WHAT IS NEEDED. Filter the data for "value" and copy matching lines.

[Stored dataset items]
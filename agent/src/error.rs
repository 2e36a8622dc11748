//! Agent-specific error types

use shaper::ShaperError;
use shared::{SharedError, Target};
use thiserror::Error;

#[derive(Error, Debug)]
pub enum AgentError {
    #[error("Invalid value for {field}: {value} ({reason})")]
    Validation {
        field: String,
        value: String,
        reason: String,
    },

    #[error("State store {operation} failed on {path}: {source}")]
    StateStore {
        operation: String,
        path: String,
        #[source]
        source: std::io::Error,
    },

    #[error("No tracked {target} experiment with id {id}")]
    RecordNotFound { target: Target, id: String },

    #[error("No active {target} experiment ({detail})")]
    NoActiveExperiment { target: Target, detail: String },

    #[error("Failed to terminate process {pid}: {reason}")]
    TerminateFailed { pid: u32, reason: String },

    #[error("Failed to start detached worker: {reason}")]
    Spawn { reason: String },

    #[error("Traffic shaper error: {0}")]
    Shaper(#[from] ShaperError),

    #[error("Shared component error: {0}")]
    Shared(#[from] SharedError),

    #[error("I/O error: {0}")]
    Io(#[from] std::io::Error),

    #[error("Experiment workload failed: {reason}")]
    Runner { reason: String },
}

/// Coarse classification used for exit reporting
#[derive(Debug, Clone, Copy, PartialEq, Eq)]
pub enum ErrorCategory {
    /// Bad input, nothing was touched
    Validation,
    /// Host, filesystem or missing capability
    Environment,
    /// The process exists but may not be signalled by us
    Ownership,
    /// Nothing to act on any more
    AlreadyGone,
    /// The workload itself failed while running
    Runtime,
}

impl AgentError {
    pub fn validation(field: impl Into<String>, value: impl ToString, reason: impl Into<String>) -> Self {
        Self::Validation {
            field: field.into(),
            value: value.to_string(),
            reason: reason.into(),
        }
    }

    pub fn store(operation: &str, path: &std::path::Path, source: std::io::Error) -> Self {
        Self::StateStore {
            operation: operation.to_string(),
            path: path.display().to_string(),
            source,
        }
    }

    pub fn category(&self) -> ErrorCategory {
        match self {
            AgentError::Validation { .. } => ErrorCategory::Validation,
            AgentError::StateStore { .. } | AgentError::Spawn { .. } | AgentError::Io(_) => ErrorCategory::Environment,
            AgentError::RecordNotFound { .. } | AgentError::NoActiveExperiment { .. } => ErrorCategory::AlreadyGone,
            AgentError::TerminateFailed { .. } => ErrorCategory::Ownership,
            AgentError::Runner { .. } => ErrorCategory::Runtime,
            AgentError::Shaper(e) => match e {
                ShaperError::InvalidConfig { .. } => ErrorCategory::Validation,
                ShaperError::CaptureUnavailable { .. } | ShaperError::Open { .. } => ErrorCategory::Environment,
                ShaperError::Capture { .. } | ShaperError::Inject { .. } => ErrorCategory::Runtime,
            },
            AgentError::Shared(e) => match e {
                SharedError::InvalidTarget { .. } | SharedError::InvalidConfig { .. } => ErrorCategory::Validation,
                SharedError::SerializationError { .. } | SharedError::DeserializationError { .. } => {
                    ErrorCategory::Environment
                }
            },
        }
    }
}

pub type AgentResult<T> = Result<T, AgentError>;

ANSWER TO THE PROBLEM.
    #[error("Invalid value for {field}: {value} ({reason})")]
        value: String,
    pub fn validation(field: impl Into<String>, value: impl ToString, reason: impl Into<String>) -> Self {
            value: value.to_string(),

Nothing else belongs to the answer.